What the task asks: For the records below, print the lines from the line with "Stock ledger models" through the line with "impl std::fmt::Display for TransactionType" exactly as written; include both end lines and exclude the rest.

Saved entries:

┏━━

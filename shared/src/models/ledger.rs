//! Stock ledger models

use chrono::{DateTime, Utc};
use serde::{Deserialize, Serialize};
use uuid::Uuid;

use crate::types::{DateRange, LedgerPosition};

/// Types of stock-affecting transactions
#[derive(Debug, Clone, Copy, PartialEq, Eq, Hash, Serialize, Deserialize)]
#[serde(rename_all = "snake_case")]
pub enum TransactionType {
    Purchase,
    Sale,
    /// Product used up during a salon service
    Consumption,
    /// Manual correction, signed
    Adjustment,
}

impl TransactionType {
    pub fn as_str(&self) -> &'static str {
        match self {
            TransactionType::Purchase => "purchase",
            TransactionType::Sale => "sale",
            TransactionType::Consumption => "consumption",
            TransactionType::Adjustment => "adjustment",
        }
    }
}

impl std::str::FromStr for TransactionType {
    type Err = UnknownVariant;

    fn from_str(s: &str) -> Result<Self, Self::Err> {
        match s {
            "purchase" => Ok(TransactionType::Purchase),
            "sale" => Ok(TransactionType::Sale),
            "consumption" => Ok(TransactionType::Consumption),
            "adjustment" => Ok(TransactionType::Adjustment),
            other => Err(UnknownVariant {
                kind: "transaction type",
                value: other.to_string(),
            }),
        }
    }
}

impl std::fmt::Display for TransactionType {
    fn fmt(&self, f: &mut std::fmt::Formatter<'_>) -> std::fmt::Result {
        f.write_str(self.as_str())
    }
}

/// Where an entry's business date sits relative to the wall clock at write time
#[derive(Debug, Clone, Copy, PartialEq, Eq, Hash, Serialize, Deserialize)]
#[serde(rename_all = "snake_case")]
pub enum Classification {
    /// Dated today or yesterday; allowed to drive the live counter
    Current,
    /// Backfilled audit data older than the current window
    Historical,
    /// Dated ahead of the wall clock
    Future,
}

impl Classification {
    pub fn as_str(&self) -> &'static str {
        match self {
            Classification::Current => "current",
            Classification::Historical => "historical",
            Classification::Future => "future",
        }
    }
}

impl std::str::FromStr for Classification {
    type Err = UnknownVariant;

    fn from_str(s: &str) -> Result<Self, Self::Err> {
        match s {
            "current" => Ok(Classification::Current),
            "historical" => Ok(Classification::Historical),
            "future" => Ok(Classification::Future),
            other => Err(UnknownVariant {
                kind: "classification",
                value: other.to_string(),
            }),
        }
    }
}

impl std::fmt::Display for Classification {
    fn fmt(&self, f: &mut std::fmt::Formatter<'_>) -> std::fmt::Result {
        f.write_str(self.as_str())
    }
}

/// A stored enum value that does not match any known variant
#[derive(Debug, Clone, PartialEq, Eq, thiserror::Error)]
#[error("unknown {kind}: {value}")]
pub struct UnknownVariant {
    pub kind: &'static str,
    pub value: String,
}

/// One stock-affecting event for a product
#[derive(Debug, Clone, Serialize, Deserialize, PartialEq, Eq)]
pub struct LedgerEntry {
    pub id: Uuid,
    pub product_id: Uuid,
    pub transaction_type: TransactionType,
    /// Business date of the event, may differ from `created_at`
    pub transaction_date: DateTime<Utc>,
    /// Signed change: positive for purchases, negative for sales and consumption
    pub quantity_delta: i64,
    /// Stock immediately after this entry when the ledger is replayed in order
    pub stock_at_transaction: i64,
    pub created_at: DateTime<Utc>,
    /// Store-assigned insertion sequence
    pub seq: i64,
    pub classification: Classification,
    /// POS order the entry belongs to, if any
    pub reference: Option<String>,
    pub notes: Option<String>,
}

impl LedgerEntry {
    pub fn position(&self) -> LedgerPosition {
        LedgerPosition::new(self.transaction_date, self.created_at, self.seq)
    }
}

/// Stock movement totals for a product
#[derive(Debug, Clone, Serialize, Deserialize, PartialEq, Eq)]
pub struct StockFlow {
    pub product_id: Uuid,
    pub opening_stock: i64,
    pub total_purchases: i64,
    pub total_sales: i64,
    pub total_consumption: i64,
    pub net_adjustments: i64,
    pub net_change: i64,
    /// Stock after the last entry of the whole ledger, future entries included
    pub ledger_closing_stock: i64,
    /// Live counter at the time of the report
    pub current_stock: i64,
    pub entry_count: usize,
    pub current_count: usize,
    pub historical_count: usize,
    pub future_count: usize,
}

impl StockFlow {
    /// Summarise `entries` (already in replay order). When `range` is given only
    /// entries dated inside it count towards the totals.
    pub fn from_entries(
        product_id: Uuid,
        opening_stock: i64,
        current_stock: i64,
        entries: &[LedgerEntry],
        range: Option<&DateRange>,
    ) -> Self {
        let mut flow = StockFlow {
            product_id,
            opening_stock,
            total_purchases: 0,
            total_sales: 0,
            total_consumption: 0,
            net_adjustments: 0,
            net_change: 0,
            ledger_closing_stock: entries
                .last()
                .map(|e| e.stock_at_transaction)
                .unwrap_or(opening_stock),
            current_stock,
            entry_count: 0,
            current_count: 0,
            historical_count: 0,
            future_count: 0,
        };

        let in_range = entries
            .iter()
            .filter(|e| range.map_or(true, |r| r.contains(e.transaction_date)));

        for entry in in_range {
            match entry.transaction_type {
                TransactionType::Purchase => flow.total_purchases += entry.quantity_delta,
                TransactionType::Sale => flow.total_sales += -entry.quantity_delta,
                TransactionType::Consumption => flow.total_consumption += -entry.quantity_delta,
                TransactionType::Adjustment => flow.net_adjustments += entry.quantity_delta,
            }
            match entry.classification {
                Classification::Current => flow.current_count += 1,
                Classification::Historical => flow.historical_count += 1,
                Classification::Future => flow.future_count += 1,
            }
            flow.net_change += entry.quantity_delta;
            flow.entry_count += 1;
        }

        flow
    }
}

#[cfg(test)]
mod tests {
    use super::*;
    use chrono::{Duration, TimeZone};

    fn entry(tx: TransactionType, delta: i64, stock: i64, day: u32, class: Classification) -> LedgerEntry {
        let date = Utc.with_ymd_and_hms(2025, 9, day, 10, 0, 0).unwrap();
        LedgerEntry {
            id: Uuid::new_v4(),
            product_id: Uuid::nil(),
            transaction_type: tx,
            transaction_date: date,
            quantity_delta: delta,
            stock_at_transaction: stock,
            created_at: date,
            seq: day as i64,
            classification: class,
            reference: None,
            notes: None,
        }
    }

    #[test]
    fn test_transaction_type_round_trips_through_str() {
        for tx in [
            TransactionType::Purchase,
            TransactionType::Sale,
            TransactionType::Consumption,
            TransactionType::Adjustment,
        ] {
            assert_eq!(tx.as_str().parse::<TransactionType>().unwrap(), tx);
        }
        assert!("refund".parse::<TransactionType>().is_err());
    }

    #[test]
    fn test_classification_serializes_snake_case() {
        let json = serde_json::to_string(&Classification::Historical).unwrap();
        assert_eq!(json, "\"historical\"");
        assert!("stale".parse::<Classification>().is_err());
    }

    #[test]
    fn test_stock_flow_totals() {
        let entries = vec![
            entry(TransactionType::Purchase, 10, 10, 1, Classification::Historical),
            entry(TransactionType::Sale, -3, 7, 2, Classification::Historical),
            entry(TransactionType::Consumption, -2, 5, 3, Classification::Current),
            entry(TransactionType::Adjustment, 1, 6, 4, Classification::Future),
        ];

        let flow = StockFlow::from_entries(Uuid::nil(), 0, 5, &entries, None);

        assert_eq!(flow.total_purchases, 10);
        assert_eq!(flow.total_sales, 3);
        assert_eq!(flow.total_consumption, 2);
        assert_eq!(flow.net_adjustments, 1);
        assert_eq!(flow.net_change, 6);
        assert_eq!(flow.ledger_closing_stock, 6);
        assert_eq!(flow.current_stock, 5);
        assert_eq!(flow.entry_count, 4);
        assert_eq!((flow.current_count, flow.historical_count, flow.future_count), (1, 2, 1));
    }

    #[test]
    fn test_stock_flow_range_filters_totals_only() {
        let entries = vec![
            entry(TransactionType::Purchase, 10, 10, 1, Classification::Historical),
            entry(TransactionType::Sale, -3, 7, 5, Classification::Historical),
        ];
        let start = Utc.with_ymd_and_hms(2025, 9, 4, 0, 0, 0).unwrap();
        let range = DateRange {
            start,
            end: start + Duration::days(2),
        };

        let flow = StockFlow::from_entries(Uuid::nil(), 0, 7, &entries, Some(&range));

        assert_eq!(flow.total_purchases, 0);
        assert_eq!(flow.total_sales, 3);
        assert_eq!(flow.entry_count, 1);
        assert_eq!(flow.ledger_closing_stock, 7);
    }

    #[test]
    fn test_empty_ledger_closes_at_opening_stock() {
        let flow = StockFlow::from_entries(Uuid::nil(), 4, 4, &[], None);
        assert_eq!(flow.ledger_closing_stock, 4);
        assert_eq!(flow.entry_count, 0);
    }
}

┗━━

Solution to this task:
//! Stock ledger models

use chrono::{DateTime, Utc};
use serde::{Deserialize, Serialize};
use uuid::Uuid;

use crate::types::{DateRange, LedgerPosition};

/// Types of stock-affecting transactions
#[derive(Debug, Clone, Copy, PartialEq, Eq, Hash, Serialize, Deserialize)]
#[serde(rename_all = "snake_case")]
pub enum TransactionType {
    Purchase,
    Sale,
    /// Product used up during a salon service
    Consumption,
    /// Manual correction, signed
    Adjustment,
}

impl TransactionType {
    pub fn as_str(&self) -> &'static str {
        match self {
            TransactionType::Purchase => "purchase",
            TransactionType::Sale => "sale",
            TransactionType::Consumption => "consumption",
            TransactionType::Adjustment => "adjustment",
        }
    }
}

impl std::str::FromStr for TransactionType {
    type Err = UnknownVariant;

    fn from_str(s: &str) -> Result<Self, Self::Err> {
        match s {
            "purchase" => Ok(TransactionType::Purchase),
            "sale" => Ok(TransactionType::Sale),
            "consumption" => Ok(TransactionType::Consumption),
            "adjustment" => Ok(TransactionType::Adjustment),
            other => Err(UnknownVariant {
                kind: "transaction type",
                value: other.to_string(),
            }),
        }
    }
}

impl std::fmt::Display for TransactionType {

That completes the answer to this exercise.